[Stored items]

=== Section Start ===

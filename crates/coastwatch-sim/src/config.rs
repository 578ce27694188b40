//! Simulation configuration and its validation.

use rand::distributions::{WeightedError, WeightedIndex};
use serde::{Deserialize, Serialize};
use thiserror::Error;

use coastwatch_core::constants::*;
use coastwatch_core::enums::{TargetKind, Weather};

/// Invalid configuration. The running simulation itself has no error paths.
#[derive(Debug, Error)]
pub enum ConfigError {
    #[error("invalid spawn weights: {0}")]
    SpawnWeights(#[from] WeightedError),

    #[error("{name} must be a probability in [0, 1], got {value}")]
    Probability { name: &'static str, value: f64 },

    #[error("{name} must be a positive duration, got {value} ms")]
    Interval { name: &'static str, value: f64 },

    #[error("max_targets must be at least 1")]
    ZeroTargetCap,
}

pub type Result<T> = std::result::Result<T, ConfigError>;

/// Relative spawn weights per vessel kind. Normalized when the spawn table is built.
#[derive(Debug, Clone, Copy, PartialEq, Serialize, Deserialize)]
#[serde(default)]
pub struct SpawnWeights {
    pub friendly: f64,
    pub enemy: f64,
    pub fishing: f64,
    pub unknown: f64,
}

impl Default for SpawnWeights {
    fn default() -> Self {
        let [friendly, enemy, fishing, unknown] = DEFAULT_SPAWN_WEIGHTS;
        Self {
            friendly,
            enemy,
            fishing,
            unknown,
        }
    }
}

impl SpawnWeights {
    /// Weights in `TargetKind::ALL` order.
    pub fn as_array(&self) -> [f64; 4] {
        [self.friendly, self.enemy, self.fishing, self.unknown]
    }

    /// Probability of drawing `kind` after normalization.
    pub fn probability(&self, kind: TargetKind) -> f64 {
        let weights = self.as_array();
        let total: f64 = weights.iter().sum();
        let index = TargetKind::ALL
            .iter()
            .position(|k| *k == kind)
            .unwrap_or_default();
        if total > 0.0 {
            weights[index] / total
        } else {
            0.0
        }
    }
}

/// Configuration for starting a new simulation.
#[derive(Debug, Clone, Serialize, Deserialize)]
#[serde(default)]
pub struct SimConfig {
    /// RNG seed for determinism. Same seed and same deltas = same simulation.
    pub seed: u64,
    pub spawn_weights: SpawnWeights,
    /// Chance that a due spawn attempt produces a vessel.
    pub spawn_probability: f64,
    pub spawn_interval_ms: f64,
    pub max_targets: usize,
    pub weather_interval_ms: f64,
    /// Chance that a due weather roll draws a new value.
    pub weather_change_probability: f64,
    pub stats_interval_ms: f64,
    pub initial_weather: Weather,
}

impl Default for SimConfig {
    fn default() -> Self {
        Self {
            seed: 42,
            spawn_weights: SpawnWeights::default(),
            spawn_probability: SPAWN_PROBABILITY,
            spawn_interval_ms: SPAWN_INTERVAL_MS,
            max_targets: MAX_TARGETS,
            weather_interval_ms: WEATHER_INTERVAL_MS,
            weather_change_probability: WEATHER_CHANGE_PROBABILITY,
            stats_interval_ms: STATS_INTERVAL_MS,
            initial_weather: Weather::Clear,
        }
    }
}

impl SimConfig {
    /// Check every field; returns the first problem found.
    pub fn validate(&self) -> Result<()> {
        self.spawn_table()?;

        for (name, value) in [
            ("spawn_probability", self.spawn_probability),
            ("weather_change_probability", self.weather_change_probability),
        ] {
            if !(0.0..=1.0).contains(&value) {
                return Err(ConfigError::Probability { name, value });
            }
        }

        for (name, value) in [
            ("spawn_interval_ms", self.spawn_interval_ms),
            ("weather_interval_ms", self.weather_interval_ms),
            ("stats_interval_ms", self.stats_interval_ms),
        ] {
            if !(value.is_finite() && value > 0.0) {
                return Err(ConfigError::Interval { name, value });
            }
        }

        if self.max_targets == 0 {
            return Err(ConfigError::ZeroTargetCap);
        }
        Ok(())
    }

    /// Build the normalized weighted distribution over `TargetKind::ALL`.
    pub fn spawn_table(&self) -> Result<WeightedIndex<f64>> {
        let weights = self.spawn_weights.as_array();
        if weights.iter().any(|w| !w.is_finite()) {
            return Err(WeightedError::InvalidWeight.into());
        }
        Ok(WeightedIndex::new(weights)?)
    }
}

=== Section End ===

Task: Search the records line by line for the word "Debug" and copy every line where it appears.

Task result:
#[derive(Debug, Error)]
#[derive(Debug, Clone, Copy, PartialEq, Serialize, Deserialize)]
#[derive(Debug, Clone, Serialize, Deserialize)]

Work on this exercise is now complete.